- **DESCRIPTION OF THE TASK**
In the data that follows, find each line containing "derive" and copy it.

- **EXERCISE INPUT**
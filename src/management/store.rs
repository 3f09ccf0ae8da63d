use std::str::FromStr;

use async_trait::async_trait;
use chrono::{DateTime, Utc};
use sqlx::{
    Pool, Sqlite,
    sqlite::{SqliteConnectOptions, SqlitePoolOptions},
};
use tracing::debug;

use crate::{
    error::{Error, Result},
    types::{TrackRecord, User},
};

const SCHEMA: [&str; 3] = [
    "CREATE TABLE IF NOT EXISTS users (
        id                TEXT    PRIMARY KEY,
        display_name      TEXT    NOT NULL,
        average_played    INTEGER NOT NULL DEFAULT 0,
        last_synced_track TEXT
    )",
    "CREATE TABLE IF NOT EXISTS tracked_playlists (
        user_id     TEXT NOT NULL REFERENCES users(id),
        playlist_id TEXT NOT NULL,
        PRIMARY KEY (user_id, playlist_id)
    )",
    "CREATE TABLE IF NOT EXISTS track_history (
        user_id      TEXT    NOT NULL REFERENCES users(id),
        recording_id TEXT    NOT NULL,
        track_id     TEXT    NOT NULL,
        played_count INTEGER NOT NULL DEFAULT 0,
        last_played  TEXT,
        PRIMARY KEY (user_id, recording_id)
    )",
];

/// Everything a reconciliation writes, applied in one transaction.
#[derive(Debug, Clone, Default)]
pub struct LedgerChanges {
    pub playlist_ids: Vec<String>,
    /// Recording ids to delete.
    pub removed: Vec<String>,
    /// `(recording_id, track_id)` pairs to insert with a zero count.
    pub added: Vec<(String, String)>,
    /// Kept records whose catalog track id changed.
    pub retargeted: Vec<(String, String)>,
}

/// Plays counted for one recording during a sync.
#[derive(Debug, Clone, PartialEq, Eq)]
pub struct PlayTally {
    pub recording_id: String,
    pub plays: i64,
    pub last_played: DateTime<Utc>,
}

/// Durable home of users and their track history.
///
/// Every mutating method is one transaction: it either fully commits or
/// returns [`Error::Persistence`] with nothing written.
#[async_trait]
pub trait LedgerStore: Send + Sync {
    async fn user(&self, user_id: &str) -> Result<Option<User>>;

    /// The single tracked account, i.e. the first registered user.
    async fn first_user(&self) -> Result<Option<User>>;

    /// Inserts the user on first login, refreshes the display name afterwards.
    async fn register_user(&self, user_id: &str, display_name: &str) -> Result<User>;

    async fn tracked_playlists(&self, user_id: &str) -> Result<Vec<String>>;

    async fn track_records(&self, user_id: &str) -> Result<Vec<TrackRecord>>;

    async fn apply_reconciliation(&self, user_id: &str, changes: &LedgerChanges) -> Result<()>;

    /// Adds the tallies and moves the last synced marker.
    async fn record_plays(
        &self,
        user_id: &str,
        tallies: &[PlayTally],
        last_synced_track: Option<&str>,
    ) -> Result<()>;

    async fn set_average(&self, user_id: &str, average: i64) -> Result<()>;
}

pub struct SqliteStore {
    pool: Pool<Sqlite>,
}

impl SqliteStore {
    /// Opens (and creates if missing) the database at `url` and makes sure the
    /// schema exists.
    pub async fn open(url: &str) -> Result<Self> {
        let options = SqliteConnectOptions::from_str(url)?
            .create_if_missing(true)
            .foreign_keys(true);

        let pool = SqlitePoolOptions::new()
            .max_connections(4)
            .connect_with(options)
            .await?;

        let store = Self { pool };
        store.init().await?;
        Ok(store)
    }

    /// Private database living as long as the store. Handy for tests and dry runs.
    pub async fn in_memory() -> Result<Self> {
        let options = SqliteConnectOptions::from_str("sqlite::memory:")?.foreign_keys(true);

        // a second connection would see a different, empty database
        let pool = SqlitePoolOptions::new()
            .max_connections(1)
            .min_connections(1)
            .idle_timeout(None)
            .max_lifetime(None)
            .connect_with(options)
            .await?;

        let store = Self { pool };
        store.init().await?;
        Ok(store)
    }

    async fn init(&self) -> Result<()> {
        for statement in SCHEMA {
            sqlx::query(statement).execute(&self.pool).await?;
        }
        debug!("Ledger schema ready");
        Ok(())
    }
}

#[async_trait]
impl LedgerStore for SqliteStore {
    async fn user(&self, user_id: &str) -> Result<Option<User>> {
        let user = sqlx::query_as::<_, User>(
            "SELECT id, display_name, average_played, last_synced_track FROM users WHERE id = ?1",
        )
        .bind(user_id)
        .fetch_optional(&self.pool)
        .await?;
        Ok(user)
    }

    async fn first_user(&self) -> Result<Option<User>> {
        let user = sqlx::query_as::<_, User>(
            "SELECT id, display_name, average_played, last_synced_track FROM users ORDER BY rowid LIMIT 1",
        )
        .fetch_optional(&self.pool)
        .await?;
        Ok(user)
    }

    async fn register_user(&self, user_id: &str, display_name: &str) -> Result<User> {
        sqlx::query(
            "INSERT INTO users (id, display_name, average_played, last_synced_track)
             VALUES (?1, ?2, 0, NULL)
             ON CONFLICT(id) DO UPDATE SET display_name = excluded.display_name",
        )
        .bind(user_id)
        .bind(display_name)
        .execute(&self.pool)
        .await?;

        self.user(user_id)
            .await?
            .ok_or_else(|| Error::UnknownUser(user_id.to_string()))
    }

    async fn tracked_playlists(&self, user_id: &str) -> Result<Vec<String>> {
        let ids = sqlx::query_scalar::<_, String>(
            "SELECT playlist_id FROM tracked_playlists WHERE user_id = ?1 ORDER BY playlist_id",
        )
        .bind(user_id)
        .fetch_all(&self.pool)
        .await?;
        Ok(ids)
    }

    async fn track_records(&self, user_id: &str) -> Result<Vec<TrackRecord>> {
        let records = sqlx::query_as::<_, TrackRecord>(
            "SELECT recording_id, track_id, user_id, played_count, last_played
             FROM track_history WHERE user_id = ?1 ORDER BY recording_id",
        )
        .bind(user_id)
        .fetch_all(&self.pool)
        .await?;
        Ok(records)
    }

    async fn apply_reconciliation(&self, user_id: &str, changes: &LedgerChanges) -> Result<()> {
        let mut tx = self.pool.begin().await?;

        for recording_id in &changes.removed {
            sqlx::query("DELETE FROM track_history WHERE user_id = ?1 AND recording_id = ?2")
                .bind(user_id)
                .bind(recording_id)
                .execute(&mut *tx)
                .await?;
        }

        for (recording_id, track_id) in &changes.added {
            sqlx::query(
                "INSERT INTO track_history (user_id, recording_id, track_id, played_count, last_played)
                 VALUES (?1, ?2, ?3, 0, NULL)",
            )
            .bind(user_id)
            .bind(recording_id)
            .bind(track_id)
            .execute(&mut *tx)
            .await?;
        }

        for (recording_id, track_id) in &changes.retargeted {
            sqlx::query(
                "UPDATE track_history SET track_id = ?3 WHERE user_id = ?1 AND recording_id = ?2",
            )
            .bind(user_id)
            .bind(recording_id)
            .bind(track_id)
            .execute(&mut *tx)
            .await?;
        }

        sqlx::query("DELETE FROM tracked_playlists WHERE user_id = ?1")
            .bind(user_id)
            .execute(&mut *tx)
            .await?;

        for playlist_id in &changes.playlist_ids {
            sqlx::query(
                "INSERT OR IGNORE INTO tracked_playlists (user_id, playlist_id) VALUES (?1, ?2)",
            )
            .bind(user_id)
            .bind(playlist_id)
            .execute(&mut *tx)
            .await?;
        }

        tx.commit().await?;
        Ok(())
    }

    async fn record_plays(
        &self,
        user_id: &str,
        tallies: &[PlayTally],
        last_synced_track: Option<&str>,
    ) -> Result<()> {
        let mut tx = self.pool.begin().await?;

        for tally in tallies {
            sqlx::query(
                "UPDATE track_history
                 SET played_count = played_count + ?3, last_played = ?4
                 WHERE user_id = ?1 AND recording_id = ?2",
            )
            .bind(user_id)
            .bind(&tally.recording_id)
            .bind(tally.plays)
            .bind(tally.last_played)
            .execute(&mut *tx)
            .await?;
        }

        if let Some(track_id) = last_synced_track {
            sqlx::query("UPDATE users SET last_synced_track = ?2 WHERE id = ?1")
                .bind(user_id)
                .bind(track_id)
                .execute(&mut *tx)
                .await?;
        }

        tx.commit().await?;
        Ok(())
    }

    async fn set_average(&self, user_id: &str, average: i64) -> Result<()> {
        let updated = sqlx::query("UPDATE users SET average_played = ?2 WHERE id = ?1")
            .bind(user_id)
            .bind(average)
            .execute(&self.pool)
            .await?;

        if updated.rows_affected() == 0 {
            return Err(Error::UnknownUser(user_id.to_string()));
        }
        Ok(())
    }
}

- **RESPONSE TO THE EXERCISE**
#[derive(Debug, Clone, Default)]
#[derive(Debug, Clone, PartialEq, Eq)]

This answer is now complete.